== MATERIAL SHOWN ==

//! # Ed25519 Keys
//!
//! Public keys resolve from verification methods and feed the JWS decoder;
//! key pairs exist to produce envelopes (issuer tooling and test fixtures).
//!
//! - Public keys serialize as hex and convert to base64url for JWS key
//!   material.
//! - Key pairs never serialize and their `Debug` output hides the secret.

use base64::engine::general_purpose::URL_SAFE_NO_PAD;
use base64::Engine as _;
use ed25519_dalek::pkcs8::{EncodePrivateKey, KeypairBytes};
use serde::{Deserialize, Deserializer, Serialize, Serializer};

use crate::error::KeyError;

/// An Ed25519 public key (32 bytes).
#[derive(Clone, PartialEq, Eq, Hash)]
pub struct Ed25519PublicKey([u8; 32]);

/// An Ed25519 key pair used to sign envelopes.
pub struct Ed25519KeyPair {
    signing_key: ed25519_dalek::SigningKey,
}

// ---------------------------------------------------------------------------
// Ed25519PublicKey
// ---------------------------------------------------------------------------

impl Ed25519PublicKey {
    /// Create a public key from raw bytes, rejecting non-curve points.
    pub fn from_bytes(bytes: [u8; 32]) -> Result<Self, KeyError> {
        ed25519_dalek::VerifyingKey::from_bytes(&bytes)
            .map_err(|e| KeyError::InvalidPublicKey(e.to_string()))?;
        Ok(Self(bytes))
    }

    /// Return the raw 32-byte public key.
    pub fn as_bytes(&self) -> &[u8; 32] {
        &self.0
    }

    /// Render the public key as lowercase hex.
    pub fn to_hex(&self) -> String {
        self.0.iter().map(|b| format!("{b:02x}")).collect()
    }

    /// Parse a public key from 64 hex characters.
    pub fn from_hex(hex: &str) -> Result<Self, KeyError> {
        let hex = hex.trim();
        if hex.len() != 64 || !hex.is_ascii() {
            return Err(KeyError::InvalidPublicKey(format!(
                "public key hex must be 64 chars, got {}",
                hex.len()
            )));
        }
        let mut bytes = [0u8; 32];
        for (i, byte) in bytes.iter_mut().enumerate() {
            *byte = u8::from_str_radix(&hex[i * 2..i * 2 + 2], 16)
                .map_err(|e| KeyError::InvalidPublicKey(format!("invalid hex at {}: {e}", i * 2)))?;
        }
        Self::from_bytes(bytes)
    }

    /// Base64url (unpadded) form, as used for OKP `x` parameters.
    pub fn to_base64url(&self) -> String {
        URL_SAFE_NO_PAD.encode(self.0)
    }

    /// Parse a base64url (unpadded) public key.
    pub fn from_base64url(encoded: &str) -> Result<Self, KeyError> {
        let raw = URL_SAFE_NO_PAD
            .decode(encoded.trim())
            .map_err(|e| KeyError::InvalidPublicKey(e.to_string()))?;
        let bytes: [u8; 32] = raw.try_into().map_err(|v: Vec<u8>| {
            KeyError::InvalidPublicKey(format!("expected 32 bytes, got {}", v.len()))
        })?;
        Self::from_bytes(bytes)
    }
}

impl Serialize for Ed25519PublicKey {
    fn serialize<S: Serializer>(&self, serializer: S) -> Result<S::Ok, S::Error> {
        serializer.serialize_str(&self.to_hex())
    }
}

impl<'de> Deserialize<'de> for Ed25519PublicKey {
    fn deserialize<D: Deserializer<'de>>(deserializer: D) -> Result<Self, D::Error> {
        let hex = String::deserialize(deserializer)?;
        Self::from_hex(&hex).map_err(serde::de::Error::custom)
    }
}

impl std::fmt::Debug for Ed25519PublicKey {
    fn fmt(&self, f: &mut std::fmt::Formatter<'_>) -> std::fmt::Result {
        write!(f, "Ed25519PublicKey({}...)", &self.to_hex()[..8])
    }
}

impl std::fmt::Display for Ed25519PublicKey {
    fn fmt(&self, f: &mut std::fmt::Formatter<'_>) -> std::fmt::Result {
        f.write_str(&self.to_hex())
    }
}

// ---------------------------------------------------------------------------
// Ed25519KeyPair
// ---------------------------------------------------------------------------

impl Ed25519KeyPair {
    /// Generate a new random key pair.
    pub fn generate() -> Self {
        let mut csprng = rand::rngs::OsRng;
        Self {
            signing_key: ed25519_dalek::SigningKey::generate(&mut csprng),
        }
    }

    /// Create a key pair from a 32-byte seed.
    pub fn from_seed(seed: &[u8; 32]) -> Self {
        Self {
            signing_key: ed25519_dalek::SigningKey::from_bytes(seed),
        }
    }

    /// The public half of this key pair.
    pub fn public_key(&self) -> Ed25519PublicKey {
        Ed25519PublicKey(self.signing_key.verifying_key().to_bytes())
    }

    /// PKCS#8 v1 DER encoding of the private key (RFC 8410, seed only).
    pub(crate) fn to_pkcs8_der(&self) -> Result<Vec<u8>, KeyError> {
        let keypair = KeypairBytes {
            secret_key: self.signing_key.to_bytes(),
            public_key: None,
        };
        let document = keypair
            .to_pkcs8_der()
            .map_err(|e| KeyError::Signing(format!("PKCS#8 encoding: {e}")))?;
        Ok(document.as_bytes().to_vec())
    }
}

impl std::fmt::Debug for Ed25519KeyPair {
    fn fmt(&self, f: &mut std::fmt::Formatter<'_>) -> std::fmt::Result {
        write!(f, "Ed25519KeyPair(<private>)")
    }
}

===

* [ASSIGNMENT]
Give the data again exactly, line for line.

* [SOLUTION FOR THIS TASK]
//! # Ed25519 Keys
//!
//! Public keys resolve from verification methods and feed the JWS decoder;
//! key pairs exist to produce envelopes (issuer tooling and test fixtures).
//!
//! - Public keys serialize as hex and convert to base64url for JWS key
//!   material.
//! - Key pairs never serialize and their `Debug` output hides the secret.

use base64::engine::general_purpose::URL_SAFE_NO_PAD;
use base64::Engine as _;
use ed25519_dalek::pkcs8::{EncodePrivateKey, KeypairBytes};
use serde::{Deserialize, Deserializer, Serialize, Serializer};

use crate::error::KeyError;

/// An Ed25519 public key (32 bytes).
#[derive(Clone, PartialEq, Eq, Hash)]
pub struct Ed25519PublicKey([u8; 32]);

/// An Ed25519 key pair used to sign envelopes.
pub struct Ed25519KeyPair {
    signing_key: ed25519_dalek::SigningKey,
}

// ---------------------------------------------------------------------------
// Ed25519PublicKey
// ---------------------------------------------------------------------------

impl Ed25519PublicKey {
    /// Create a public key from raw bytes, rejecting non-curve points.
    pub fn from_bytes(bytes: [u8; 32]) -> Result<Self, KeyError> {
        ed25519_dalek::VerifyingKey::from_bytes(&bytes)
            .map_err(|e| KeyError::InvalidPublicKey(e.to_string()))?;
        Ok(Self(bytes))
    }

    /// Return the raw 32-byte public key.
    pub fn as_bytes(&self) -> &[u8; 32] {
        &self.0
    }

    /// Render the public key as lowercase hex.
    pub fn to_hex(&self) -> String {
        self.0.iter().map(|b| format!("{b:02x}")).collect()
    }

    /// Parse a public key from 64 hex characters.
    pub fn from_hex(hex: &str) -> Result<Self, KeyError> {
        let hex = hex.trim();
        if hex.len() != 64 || !hex.is_ascii() {
            return Err(KeyError::InvalidPublicKey(format!(
                "public key hex must be 64 chars, got {}",
                hex.len()
            )));
        }
        let mut bytes = [0u8; 32];
        for (i, byte) in bytes.iter_mut().enumerate() {
            *byte = u8::from_str_radix(&hex[i * 2..i * 2 + 2], 16)
                .map_err(|e| KeyError::InvalidPublicKey(format!("invalid hex at {}: {e}", i * 2)))?;
        }
        Self::from_bytes(bytes)
    }

    /// Base64url (unpadded) form, as used for OKP `x` parameters.
    pub fn to_base64url(&self) -> String {
        URL_SAFE_NO_PAD.encode(self.0)
    }

    /// Parse a base64url (unpadded) public key.
    pub fn from_base64url(encoded: &str) -> Result<Self, KeyError> {
        let raw = URL_SAFE_NO_PAD
            .decode(encoded.trim())
            .map_err(|e| KeyError::InvalidPublicKey(e.to_string()))?;
        let bytes: [u8; 32] = raw.try_into().map_err(|v: Vec<u8>| {
            KeyError::InvalidPublicKey(format!("expected 32 bytes, got {}", v.len()))
        })?;
        Self::from_bytes(bytes)
    }
}

impl Serialize for Ed25519PublicKey {
    fn serialize<S: Serializer>(&self, serializer: S) -> Result<S::Ok, S::Error> {
        serializer.serialize_str(&self.to_hex())
    }
}

impl<'de> Deserialize<'de> for Ed25519PublicKey {
    fn deserialize<D: Deserializer<'de>>(deserializer: D) -> Result<Self, D::Error> {
        let hex = String::deserialize(deserializer)?;
        Self::from_hex(&hex).map_err(serde::de::Error::custom)
    }
}

impl std::fmt::Debug for Ed25519PublicKey {
    fn fmt(&self, f: &mut std::fmt::Formatter<'_>) -> std::fmt::Result {
        write!(f, "Ed25519PublicKey({}...)", &self.to_hex()[..8])
    }
}

impl std::fmt::Display for Ed25519PublicKey {
    fn fmt(&self, f: &mut std::fmt::Formatter<'_>) -> std::fmt::Result {
        f.write_str(&self.to_hex())
    }
}

// ---------------------------------------------------------------------------
// Ed25519KeyPair
// ---------------------------------------------------------------------------

impl Ed25519KeyPair {
    /// Generate a new random key pair.
    pub fn generate() -> Self {
        let mut csprng = rand::rngs::OsRng;
        Self {
            signing_key: ed25519_dalek::SigningKey::generate(&mut csprng),
        }
    }

    /// Create a key pair from a 32-byte seed.
    pub fn from_seed(seed: &[u8; 32]) -> Self {
        Self {
            signing_key: ed25519_dalek::SigningKey::from_bytes(seed),
        }
    }

    /// The public half of this key pair.
    pub fn public_key(&self) -> Ed25519PublicKey {
        Ed25519PublicKey(self.signing_key.verifying_key().to_bytes())
    }

    /// PKCS#8 v1 DER encoding of the private key (RFC 8410, seed only).
    pub(crate) fn to_pkcs8_der(&self) -> Result<Vec<u8>, KeyError> {
        let keypair = KeypairBytes {
            secret_key: self.signing_key.to_bytes(),
            public_key: None,
        };
        let document = keypair
            .to_pkcs8_der()
            .map_err(|e| KeyError::Signing(format!("PKCS#8 encoding: {e}")))?;
        Ok(document.as_bytes().to_vec())
    }
}

impl std::fmt::Debug for Ed25519KeyPair {
    fn fmt(&self, f: &mut std::fmt::Formatter<'_>) -> std::fmt::Result {
        write!(f, "Ed25519KeyPair(<private>)")
    }
}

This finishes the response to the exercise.